Entrare in una classe e trovare gli alunni ai loro posti, insegnare a ragazzi vogliosi di apprendere e che hanno alle loro spalle dei genitori che si interessano alla loro formazione non è sempre una realtà. Spesso, per molte classi italiane si tratta di una sorta di utopia.
Si parla, quindi, di “scuole difficili” per indicare quegli istituti presenti nelle periferie o nei quartieri più malfamati o svantaggiati, sia economicamente sia culturalmente, in cui fare l’insegnante non si tratta di un mestiere semplice. Ogni giorno, i professori devono lottare contro una realtà soffocante, che porta i ragazzi ad avere uno scarso interesse nei confronti della scuola e a reagire in modo violento alle questioni quotidiane.
In questa cornice, la Repubblica ha realizzato un interessantissimo video-progetto dal titolo “Prof in trincea”. Attraverso le immagini, vengono raccontate le emblematiche storie di insegnanti che, nonostante le difficoltà, non hanno abbandonato le proprie classi ma, al contrario, si impegnano per aiutare i loro ragazzi.
L’insegnante non è solo un insegnante
Il quartiere Zen, situato a Palermo, è oggi il simbolo del degrado cittadino. “I ragazzi sanno di avere questa etichetta, di essere i ragazzi dello Zen- spiega la professoressa dell’istituto comprensivo Giovanni Falcone- Sono ragazzi non visti”. Alunni senza regole, senza interesse nei confronti della propria istruzione e provenienti da famiglie con grosse difficoltà economiche. “Un gesto simpatico si trasforma in una lite burrascosa. Sono davvero pochi quelli che hanno i libri. Uno dei grossi problemi è l’irregolarità della frequenza: la scuola non è una priorità”, ha raccontato la preside.
Qui, l’insegnante non è solo un insegnante: è un assistente, una guida. Per questo, nonostante le grosse difficoltà familiari, le scarse conoscenze di alfabetizzazione primaria, i professori non si occupano semplicemente di svolgere il programma scolastico: “Sono ragazzi che non sanno sognare, perché vivono il presente, giorno per giorno. Pensare di costruire un progetto, un futuro, una vita professionale, per loro, è una cosa che accade raramente. Anche abituarli a sognare è un obiettivo della scuola. Abbiamo parlato dell’importanza del lavoro femminile.

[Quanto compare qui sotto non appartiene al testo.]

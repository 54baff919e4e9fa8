//! Terminal display width helpers.
//!
//! Widget presentations may carry ANSI styling, so surface widths are measured
//! after stripping escape sequences.

/// Compute the display width of a string after stripping ANSI escapes.
pub fn display_width(text: &str) -> usize {
    let clean = strip_ansi_escapes::strip(text);
    let clean_str = String::from_utf8_lossy(&clean);
    unicode_width::UnicodeWidthStr::width(&*clean_str)
}

/// Display width clamped into a cell count.
pub fn cell_width(text: &str) -> u16 {
    display_width(text).min(u16::MAX as usize) as u16
}

/// Truncate `text` so that its display width does not exceed `max` cells.
///
/// Escape sequences occupy no cells and are copied whole, never split.
pub fn truncate_to_width(text: &str, max: u16) -> String {
    let mut out = String::new();
    let mut used = 0usize;
    let mut chars = text.chars();
    while let Some(ch) = chars.next() {
        if ch == '\x1b' {
            out.push(ch);
            match chars.next() {
                Some('[') => {
                    out.push('[');
                    // CSI: parameter and intermediate bytes up to a final byte.
                    for next in chars.by_ref() {
                        out.push(next);
                        if ('\x40'..='\x7e').contains(&next) {
                            break;
                        }
                    }
                }
                Some(next) => out.push(next),
                None => {}
            }
            continue;
        }
        let w = unicode_width::UnicodeWidthChar::width(ch).unwrap_or(0);
        if used + w > max as usize {
            break;
        }
        used += w;
        out.push(ch);
    }
    out
}

/// Whether `text` carries any escape sequence.
pub fn has_escapes(text: &str) -> bool {
    text.contains('\x1b')
}

#[cfg(test)]
mod tests {
    use super::*;

    #[test]
    fn ansi_sequences_have_no_width() {
        assert_eq!(display_width("\x1b[1mUTF-8\x1b[0m"), 5);
    }

    #[test]
    fn wide_glyphs_count_twice() {
        assert_eq!(cell_width("日本"), 4);
        assert_eq!(truncate_to_width("日本語", 5), "日本");
    }

    #[test]
    fn truncation_skips_and_keeps_escape_sequences() {
        let styled = "\x1b[1mUTF-8\x1b[0m";
        assert_eq!(truncate_to_width(styled, 5), styled);
        assert_eq!(truncate_to_width(styled, 3), "\x1b[1mUTF");
        assert_eq!(truncate_to_width("\x1b[38;5;196mred", 10), "\x1b[38;5;196mred");
        assert!(has_escapes(styled));
        assert!(!has_escapes("plain"));
    }
}
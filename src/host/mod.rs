//! Host module orchestrator.
//!
//! `core` owns the arena of status-bar instances and every public mutation;
//! `types` holds frame identity and configuration; `tasks` is the cross-thread
//! queue drained on the owning thread.

mod core;
mod tasks;
mod types;

pub use self::core::{StatusBarHost, StatusBarInstance};
pub use tasks::{HostTask, TaskFn, TaskSender};
pub use types::{
    ContextValue, FrameRef, HOVERED_WIDGET_ID_KEY, HostConfig, InstanceId, PROJECT_KEY,
    PopupPresenter, ProjectRef, STATUS_BAR_INSTANCE_KEY,
};
use crate::geometry::{Point, Rect};
use crate::surface::SurfaceId;
use crate::widget::WidgetId;

/// A surface with its solved rectangle in strip-local coordinates.
#[derive(Debug, Clone, PartialEq, Eq)]
pub struct PlacedSurface {
    pub widget_id: WidgetId,
    pub surface: SurfaceId,
    pub rect: Rect,
}

/// Input item for [`StripLayout::solve`].
#[derive(Debug, Clone)]
pub struct StripItem {
    pub widget_id: WidgetId,
    pub surface: SurfaceId,
    pub width: u16,
}

/// Solved geometry of one status-bar strip.
///
/// The right zone is packed against the right edge and wins space first, then
/// the left zone, and the center (primary widget followed by the info text)
/// takes whatever remains.
#[derive(Debug, Clone, Default, PartialEq, Eq)]
pub struct StripLayout {
    pub strip: Rect,
    pub left: Vec<PlacedSurface>,
    pub center: Option<PlacedSurface>,
    pub info: Rect,
    pub right_container: Rect,
    pub right: Vec<PlacedSurface>,
}

impl StripLayout {
    pub fn solve(
        width: u16,
        left: &[StripItem],
        center: Option<&StripItem>,
        right: &[StripItem],
    ) -> Self {
        let strip = Rect::new(0, 0, width, 1);

        let mut cursor = width;
        let mut placed_right = Vec::with_capacity(right.len());
        for item in right.iter().rev() {
            let span = item.width.min(cursor);
            cursor -= span;
            placed_right.push(place(item, cursor, span));
        }
        placed_right.reverse();
        let right_container = Rect::new(cursor, 0, width - cursor, 1);

        let available = cursor;
        let mut x = 0u16;
        let placed_left = left
            .iter()
            .map(|item| {
                let span = item.width.min(available - x);
                let placed = place(item, x, span);
                x += span;
                placed
            })
            .collect::<Vec<_>>();

        let middle = available - x;
        let placed_center = center.map(|item| {
            let span = item.width.min(middle);
            let placed = place(item, x, span);
            x += span;
            placed
        });
        let info = Rect::new(x, 0, available - x, 1);

        Self {
            strip,
            left: placed_left,
            center: placed_center,
            info,
            right_container,
            right: placed_right,
        }
    }

    /// Right-zone surface under `point`, if any.
    pub fn hit_right(&self, point: Point) -> Option<&PlacedSurface> {
        if !self.right_container.contains(point) {
            return None;
        }
        self.right
            .iter()
            .find(|placed| !placed.rect.is_empty() && placed.rect.contains(point))
    }

    pub fn rect_of(&self, surface: SurfaceId) -> Option<Rect> {
        self.left
            .iter()
            .chain(self.center.iter())
            .chain(self.right.iter())
            .find(|placed| placed.surface == surface)
            .map(|placed| placed.rect)
    }

    /// Convert a strip-local point into right-container-local coordinates.
    pub fn to_right_local(&self, point: Point) -> Point {
        point
            .relative_to(self.right_container.origin())
            .unwrap_or_default()
    }
}

fn place(item: &StripItem, x: u16, span: u16) -> PlacedSurface {
    PlacedSurface {
        widget_id: item.widget_id.clone(),
        surface: item.surface,
        rect: Rect::new(x, 0, span, 1),
    }
}
//! Rendered surfaces backing widget entries.
//!
//! Every registered widget is mounted as one top-level surface. Label-like
//! custom surfaces get a host-owned wrapper, so the label itself is a descendant
//! of the surface that sits in the zone. Content is hashed so refreshes only mark
//! a surface dirty when something actually changed.

use std::collections::{BTreeSet, HashMap};
use std::fmt;

use blake3::Hash;

use crate::width::cell_width;

/// Stable handle for a mounted surface within one status-bar instance.
#[derive(Debug, Clone, Copy, PartialEq, Eq, Hash, PartialOrd, Ord)]
pub struct SurfaceId(u64);

impl fmt::Display for SurfaceId {
    fn fmt(&self, f: &mut fmt::Formatter<'_>) -> fmt::Result {
        write!(f, "surface#{}", self.0)
    }
}

/// How the host should mount a piece of surface content.
#[derive(Debug, Clone, Copy, PartialEq, Eq, Default)]
pub enum SurfaceKind {
    #[default]
    Panel,
    /// Bare label; the host wraps it so it fills the strip height.
    Label,
}

/// Content displayed by a surface.
#[derive(Debug, Clone, PartialEq, Eq, Default)]
pub struct SurfaceContent {
    pub text: String,
    pub tooltip: Option<String>,
    /// Explicit width in cells; defaults to the text width plus padding.
    pub width: Option<u16>,
    /// Blank cells on either side of the text.
    pub padding: u16,
    pub kind: SurfaceKind,
}

impl SurfaceContent {
    pub fn text(text: impl Into<String>) -> Self {
        Self {
            text: text.into(),
            ..Self::default()
        }
    }

    pub fn label(text: impl Into<String>) -> Self {
        Self {
            text: text.into(),
            kind: SurfaceKind::Label,
            ..Self::default()
        }
    }

    /// Fallback used when a widget fails to supply anything to show.
    pub fn empty() -> Self {
        Self::default()
    }

    pub fn with_tooltip(mut self, tooltip: impl Into<String>) -> Self {
        self.tooltip = Some(tooltip.into());
        self
    }

    pub fn with_width(mut self, width: u16) -> Self {
        self.width = Some(width);
        self
    }

    pub fn with_padding(mut self, padding: u16) -> Self {
        self.padding = padding;
        self
    }

    pub fn cell_width(&self) -> u16 {
        self.width.unwrap_or_else(|| {
            cell_width(&self.text).saturating_add(self.padding.saturating_mul(2))
        })
    }

    fn digest(&self) -> Hash {
        let mut hasher = blake3::Hasher::new();
        hasher.update(self.text.as_bytes());
        hasher.update(&[0]);
        if let Some(tooltip) = &self.tooltip {
            hasher.update(tooltip.as_bytes());
        }
        hasher.update(&[0]);
        hasher.update(&self.width.unwrap_or(u16::MAX).to_le_bytes());
        hasher.update(&self.padding.to_le_bytes());
        hasher.update(&[self.kind as u8]);
        hasher.finalize()
    }
}

#[derive(Debug, Clone)]
pub struct RenderedSurface {
    pub id: SurfaceId,
    pub widget_id: String,
    pub parent: Option<SurfaceId>,
    pub content: SurfaceContent,
    hash: Hash,
    pub is_dirty: bool,
}

impl RenderedSurface {
    fn new(id: SurfaceId, widget_id: &str, parent: Option<SurfaceId>, content: SurfaceContent) -> Self {
        let hash = content.digest();
        Self {
            id,
            widget_id: widget_id.to_string(),
            parent,
            content,
            hash,
            is_dirty: true,
        }
    }

    fn update_content(&mut self, content: SurfaceContent) -> bool {
        let new_hash = content.digest();
        if new_hash == self.hash {
            return false;
        }
        self.content = content;
        self.hash = new_hash;
        self.is_dirty = true;
        true
    }
}

/// Arena of surfaces owned by one status-bar instance.
#[derive(Debug, Default)]
pub struct SurfaceArena {
    next_id: u64,
    surfaces: HashMap<SurfaceId, RenderedSurface>,
    dirty: BTreeSet<SurfaceId>,
}

impl SurfaceArena {
    pub fn new() -> Self {
        Self::default()
    }

    fn allocate(&mut self) -> SurfaceId {
        self.next_id += 1;
        SurfaceId(self.next_id)
    }

    /// Mount content for `widget_id`, returning the top-level surface.
    pub fn mount(&mut self, widget_id: &str, content: SurfaceContent) -> SurfaceId {
        let top = self.allocate();
        match content.kind {
            SurfaceKind::Panel => {
                self.surfaces
                    .insert(top, RenderedSurface::new(top, widget_id, None, content));
            }
            SurfaceKind::Label => {
                let inner = self.allocate();
                let wrapper = SurfaceContent {
                    kind: SurfaceKind::Panel,
                    ..content.clone()
                };
                self.surfaces
                    .insert(top, RenderedSurface::new(top, widget_id, None, wrapper));
                self.surfaces.insert(
                    inner,
                    RenderedSurface::new(inner, widget_id, Some(top), content),
                );
            }
        }
        self.dirty.insert(top);
        top
    }

    /// Refresh a mounted surface and any wrapped label beneath it. A change of
    /// kind adds or releases the wrapped label. Returns `true` when the visible
    /// content changed.
    pub fn refresh(&mut self, id: SurfaceId, content: SurfaceContent) -> bool {
        let children = self.children_of(id);
        let wrapped = SurfaceContent {
            kind: SurfaceKind::Panel,
            ..content.clone()
        };
        let (mut changed, widget_id) = match self.surfaces.get_mut(&id) {
            Some(surface) => (surface.update_content(wrapped), surface.widget_id.clone()),
            None => return false,
        };
        match (content.kind, children.is_empty()) {
            (SurfaceKind::Label, true) => {
                let inner = self.allocate();
                self.surfaces.insert(
                    inner,
                    RenderedSurface::new(inner, &widget_id, Some(id), content),
                );
                changed = true;
            }
            (SurfaceKind::Panel, false) => {
                for child in children {
                    self.release(child);
                }
                changed = true;
            }
            _ => {
                for child in children {
                    if let Some(surface) = self.surfaces.get_mut(&child) {
                        changed |= surface.update_content(content.clone());
                    }
                }
            }
        }
        if changed {
            if let Some(surface) = self.surfaces.get_mut(&id) {
                surface.is_dirty = true;
            }
            self.dirty.insert(id);
        }
        changed
    }

    pub fn mark_dirty(&mut self, id: SurfaceId) -> bool {
        match self.surfaces.get_mut(&id) {
            Some(surface) => {
                surface.is_dirty = true;
                self.dirty.insert(id);
                true
            }
            None => false,
        }
    }

    /// Release a surface and all its descendants, returning every released id.
    pub fn release(&mut self, id: SurfaceId) -> Vec<SurfaceId> {
        let mut released = Vec::new();
        let mut stack = vec![id];
        while let Some(current) = stack.pop() {
            if self.surfaces.remove(&current).is_some() {
                self.dirty.remove(&current);
                released.push(current);
                stack.extend(self.children_of(current));
            }
        }
        released
    }

    pub fn get(&self, id: SurfaceId) -> Option<&RenderedSurface> {
        self.surfaces.get(&id)
    }

    pub fn contains(&self, id: SurfaceId) -> bool {
        self.surfaces.contains_key(&id)
    }

    pub fn len(&self) -> usize {
        self.surfaces.len()
    }

    pub fn is_empty(&self) -> bool {
        self.surfaces.is_empty()
    }

    pub fn take_dirty(&mut self) -> Vec<SurfaceId> {
        let ids: Vec<_> = std::mem::take(&mut self.dirty).into_iter().collect();
        for id in &ids {
            if let Some(surface) = self.surfaces.get_mut(id) {
                surface.is_dirty = false;
            }
        }
        ids
    }

    pub fn clear(&mut self) {
        self.surfaces.clear();
        self.dirty.clear();
    }

    fn children_of(&self, id: SurfaceId) -> Vec<SurfaceId> {
        self.surfaces
            .values()
            .filter(|s| s.parent == Some(id))
            .map(|s| s.id)
            .collect()
    }
}

#[cfg(test)]
mod tests {
    use super::*;

    #[test]
    fn labels_are_wrapped() {
        let mut arena = SurfaceArena::new();
        let top = arena.mount("Position", SurfaceContent::label("12:4"));
        assert_eq!(arena.len(), 2);
        let inner = arena
            .surfaces
            .values()
            .find(|s| s.parent == Some(top))
            .map(|s| s.id)
            .unwrap();
        assert_eq!(arena.get(inner).unwrap().content.kind, SurfaceKind::Label);
        assert_eq!(arena.get(top).unwrap().content.kind, SurfaceKind::Panel);

        let released = arena.release(top);
        assert_eq!(released.len(), 2);
        assert!(arena.is_empty());
    }

    #[test]
    fn refresh_only_dirties_on_change() {
        let mut arena = SurfaceArena::new();
        let id = arena.mount("Encoding", SurfaceContent::text("UTF-8"));
        assert_eq!(arena.take_dirty(), vec![id]);

        assert!(!arena.refresh(id, SurfaceContent::text("UTF-8")));
        assert!(arena.take_dirty().is_empty());

        assert!(arena.refresh(id, SurfaceContent::text("UTF-16")));
        assert_eq!(arena.take_dirty(), vec![id]);
        assert_eq!(arena.get(id).unwrap().content.text, "UTF-16");
    }

    #[test]
    fn kind_change_rewraps_the_surface() {
        let mut arena = SurfaceArena::new();
        let id = arena.mount("Indent", SurfaceContent::text("4 spaces"));
        arena.take_dirty();
        assert_eq!(arena.len(), 1);

        assert!(arena.refresh(id, SurfaceContent::label("4 spaces")));
        assert_eq!(arena.len(), 2);
        assert_eq!(arena.take_dirty(), vec![id]);
        assert!(!arena.refresh(id, SurfaceContent::label("4 spaces")));

        assert!(arena.refresh(id, SurfaceContent::text("4 spaces")));
        assert_eq!(arena.len(), 1);
        assert_eq!(arena.take_dirty(), vec![id]);
    }

    #[test]
    fn width_defaults_to_padded_text() {
        assert_eq!(SurfaceContent::text("LF").with_padding(1).cell_width(), 4);
        assert_eq!(SurfaceContent::text("LF").with_width(9).cell_width(), 9);
    }
}
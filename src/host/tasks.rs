//! Cross-thread entry point into the host.
//!
//! The host is owned by one thread. Other threads hold a [`TaskSender`] and
//! enqueue [`HostTask`]s, which the owner runs in arrival order on
//! [`StatusBarHost::drain_tasks`](super::StatusBarHost::drain_tasks).

use std::fmt;
use std::sync::mpsc::{self, Receiver, Sender};

use crate::layout::Zone;
use crate::registry::Anchor;
use crate::widget::{WidgetHandle, WidgetId};

use super::StatusBarHost;
use super::types::InstanceId;

pub type TaskFn = Box<dyn FnOnce(&mut StatusBarHost) + Send>;

/// A queued host mutation.
pub enum HostTask {
    AddWidget {
        instance: InstanceId,
        widget: WidgetHandle,
        zone: Zone,
        anchor: Anchor,
    },
    RemoveWidget {
        instance: InstanceId,
        id: WidgetId,
    },
    UpdateWidget {
        instance: InstanceId,
        id: WidgetId,
    },
    SetInfo {
        instance: InstanceId,
        text: String,
        requestor: Option<String>,
    },
    Custom(TaskFn),
}

impl HostTask {
    pub fn name(&self) -> &'static str {
        match self {
            Self::AddWidget { .. } => "add_widget",
            Self::RemoveWidget { .. } => "remove_widget",
            Self::UpdateWidget { .. } => "update_widget",
            Self::SetInfo { .. } => "set_info",
            Self::Custom(_) => "custom",
        }
    }

    pub(super) fn run(self, host: &mut StatusBarHost) {
        match self {
            Self::AddWidget {
                instance,
                widget,
                zone,
                anchor,
            } => host.add_widget(instance, widget, zone, anchor),
            Self::RemoveWidget { instance, id } => host.remove_widget(instance, &id),
            Self::UpdateWidget { instance, id } => host.update_widget(instance, &id),
            Self::SetInfo {
                instance,
                text,
                requestor,
            } => host.set_info(instance, &text, requestor.as_deref()),
            Self::Custom(task) => task(host),
        }
    }
}

impl fmt::Debug for HostTask {
    fn fmt(&self, f: &mut fmt::Formatter<'_>) -> fmt::Result {
        f.debug_tuple("HostTask").field(&self.name()).finish()
    }
}

/// Cloneable, `Send` handle for enqueueing work on the owning thread.
#[derive(Clone)]
pub struct TaskSender {
    inner: Sender<HostTask>,
}

impl TaskSender {
    /// Enqueue `task`. Returns `false` once the host has been dropped.
    pub fn send(&self, task: HostTask) -> bool {
        self.inner.send(task).is_ok()
    }

    pub fn add_widget(
        &self,
        instance: InstanceId,
        widget: WidgetHandle,
        zone: Zone,
        anchor: Anchor,
    ) -> bool {
        self.send(HostTask::AddWidget {
            instance,
            widget,
            zone,
            anchor,
        })
    }

    pub fn remove_widget(&self, instance: InstanceId, id: impl Into<WidgetId>) -> bool {
        self.send(HostTask::RemoveWidget {
            instance,
            id: id.into(),
        })
    }

    pub fn update_widget(&self, instance: InstanceId, id: impl Into<WidgetId>) -> bool {
        self.send(HostTask::UpdateWidget {
            instance,
            id: id.into(),
        })
    }

    pub fn set_info(
        &self,
        instance: InstanceId,
        text: impl Into<String>,
        requestor: Option<String>,
    ) -> bool {
        self.send(HostTask::SetInfo {
            instance,
            text: text.into(),
            requestor,
        })
    }

    pub fn custom<F>(&self, task: F) -> bool
    where
        F: FnOnce(&mut StatusBarHost) + Send + 'static,
    {
        self.send(HostTask::Custom(Box::new(task)))
    }
}

pub(super) struct TaskQueue {
    sender: Sender<HostTask>,
    receiver: Receiver<HostTask>,
}

impl TaskQueue {
    pub(super) fn new() -> Self {
        let (sender, receiver) = mpsc::channel();
        Self { sender, receiver }
    }

    pub(super) fn sender(&self) -> TaskSender {
        TaskSender {
            inner: self.sender.clone(),
        }
    }

    /// Everything enqueued so far, in arrival order. Tasks enqueued while the
    /// batch runs wait for the next drain.
    pub(super) fn take_pending(&self) -> Vec<HostTask> {
        self.receiver.try_iter().collect()
    }
}
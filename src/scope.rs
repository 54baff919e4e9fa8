//! Disposal scopes: lifetime handles whose end triggers cleanup of everything
//! registered against them.

use std::collections::HashMap;
use std::fmt;

use crate::host::InstanceId;
use crate::listener::ListenerId;
use crate::widget::WidgetId;

#[derive(Debug, Clone, Copy, PartialEq, Eq, Hash, PartialOrd, Ord)]
pub struct ScopeId(u64);

impl fmt::Display for ScopeId {
    fn fmt(&self, f: &mut fmt::Formatter<'_>) -> fmt::Result {
        write!(f, "scope#{}", self.0)
    }
}

/// Cleanup to perform when a scope ends.
#[derive(Debug, Clone, PartialEq, Eq)]
pub enum ScopeAction {
    RemoveWidget {
        instance: InstanceId,
        widget: WidgetId,
    },
    Unsubscribe {
        instance: InstanceId,
        listener: ListenerId,
    },
    DisposeInstance(InstanceId),
}

#[derive(Debug, Default)]
pub struct ScopeRegistry {
    next_id: u64,
    scopes: HashMap<ScopeId, Vec<ScopeAction>>,
}

impl ScopeRegistry {
    pub fn new() -> Self {
        Self::default()
    }

    pub fn create(&mut self) -> ScopeId {
        self.next_id += 1;
        let id = ScopeId(self.next_id);
        self.scopes.insert(id, Vec::new());
        id
    }

    pub fn is_live(&self, scope: ScopeId) -> bool {
        self.scopes.contains_key(&scope)
    }

    /// Attach `action` to `scope`. When the scope has already ended the action
    /// is handed back so the caller can run it right away.
    pub fn register(&mut self, scope: ScopeId, action: ScopeAction) -> Option<ScopeAction> {
        match self.scopes.get_mut(&scope) {
            Some(actions) => {
                if !actions.contains(&action) {
                    actions.push(action);
                }
                None
            }
            None => Some(action),
        }
    }

    /// End `scope`, returning its actions most-recent first. Ending an unknown
    /// or already ended scope yields nothing.
    pub fn end(&mut self, scope: ScopeId) -> Vec<ScopeAction> {
        let mut actions = self.scopes.remove(&scope).unwrap_or_default();
        actions.reverse();
        actions
    }

    /// Drop pending removals of `widget` on `instance` once it is already gone.
    pub fn forget_widget(&mut self, instance: InstanceId, widget: &str) {
        for actions in self.scopes.values_mut() {
            actions.retain(|action| {
                !matches!(
                    action,
                    ScopeAction::RemoveWidget { instance: owner, widget: id }
                        if *owner == instance && id == widget
                )
            });
        }
    }

    /// Drop every pending action that targets `instance`.
    pub fn forget_instance(&mut self, instance: InstanceId) {
        for actions in self.scopes.values_mut() {
            actions.retain(|action| match action {
                ScopeAction::RemoveWidget { instance: owner, .. }
                | ScopeAction::Unsubscribe { instance: owner, .. } => *owner != instance,
                ScopeAction::DisposeInstance(owner) => *owner != instance,
            });
        }
    }
}

#[cfg(test)]
mod tests {
    use super::*;

    #[test]
    fn actions_run_most_recent_first() {
        let mut scopes = ScopeRegistry::new();
        let scope = scopes.create();
        let root = InstanceId::from_raw(1);
        for id in ["A", "B"] {
            assert!(scopes
                .register(
                    scope,
                    ScopeAction::RemoveWidget {
                        instance: root,
                        widget: id.into(),
                    },
                )
                .is_none());
        }

        let actions = scopes.end(scope);
        assert_eq!(
            actions[0],
            ScopeAction::RemoveWidget {
                instance: root,
                widget: "B".into()
            }
        );
        assert!(scopes.end(scope).is_empty());
        assert!(!scopes.is_live(scope));
    }

    #[test]
    fn registering_on_ended_scope_hands_action_back() {
        let mut scopes = ScopeRegistry::new();
        let scope = scopes.create();
        scopes.end(scope);
        let action = ScopeAction::DisposeInstance(InstanceId::from_raw(3));
        assert_eq!(scopes.register(scope, action.clone()), Some(action));
    }

    #[test]
    fn removals_are_deduplicated_and_forgotten() {
        let mut scopes = ScopeRegistry::new();
        let scope = scopes.create();
        let root = InstanceId::from_raw(1);
        let removal = |id: &str| ScopeAction::RemoveWidget {
            instance: root,
            widget: id.into(),
        };
        scopes.register(scope, removal("Git"));
        scopes.register(scope, removal("Git"));
        scopes.register(scope, removal("Memory"));
        scopes.forget_widget(root, "Memory");
        scopes.forget_widget(InstanceId::from_raw(9), "Git");
        assert_eq!(scopes.end(scope), vec![removal("Git")]);
    }

    #[test]
    fn forgetting_an_instance_drops_its_actions() {
        let mut scopes = ScopeRegistry::new();
        let scope = scopes.create();
        let gone = InstanceId::from_raw(2);
        let kept = InstanceId::from_raw(5);
        scopes.register(scope, ScopeAction::DisposeInstance(gone));
        scopes.register(scope, ScopeAction::DisposeInstance(kept));
        scopes.forget_instance(gone);
        assert_eq!(scopes.end(scope), vec![ScopeAction::DisposeInstance(kept)]);
    }
}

Non è detto che il loro futuro sia soltanto quello delle estetiste o delle parrucchiere, ci può essere anche altro”.
“Questa scuola mi ha arricchito”
La situazione si ripresenta nell’istituto di istruzione superiore “Melissa Bassi”, che accoglie i ragazzi di Scampia, la periferia Nord di Napoli. “Chi riesce a venire a scuola, si salva da questo quartiere qua”, ha commentato uno dei professori.
Bottiglie che volano nella classe, ragazzi che si mettono a cavalcioni sulle finestre e le botte sono tutti gesti che si verificano quotidianamente. Un’insegnante ha spiegato la situazione scolastica ai microfoni dei giornalisti di Repubblica: “Questa è una scuola di frontiera nella frontiera. L’80% di questi ragazzi ha dei problemi. È una continua lotta a chi è più forte, delle volte. Siamo noi a soccombere”.
Però, anche questi professori hanno scelto di continuare il loro percorso e aiutare i loro alunni: “Nei primi tempi, sarei voluta scappare. Adesso lotto. Mi dispiace quando non mi seguono, sono fin troppo vivaci. A volte devi parlare il dialetto come loro. Fanno i duri. Ci sono state anche minacce nei miei confronti”.
Tuttavia, fare l’insegnante in queste scuole così difficili, a volte, ha i suoi risvolti positivi: “Questa scuola mi ha arricchito. Forse, in un’altra scuola più semplice non sarei cresciuta allo stesso modo”. ovviamente, le finalità formative sono diverse rispetto ad altre classi: “La missione è di far capire loro che essere onesti non è sbagliato, che ribellarsi a quella che è la malavita non è essere debole. Se alla fine dell’anno riuscirò a portare il mio pensiero anche a solo uno di loro, per me sarà una vittoria”.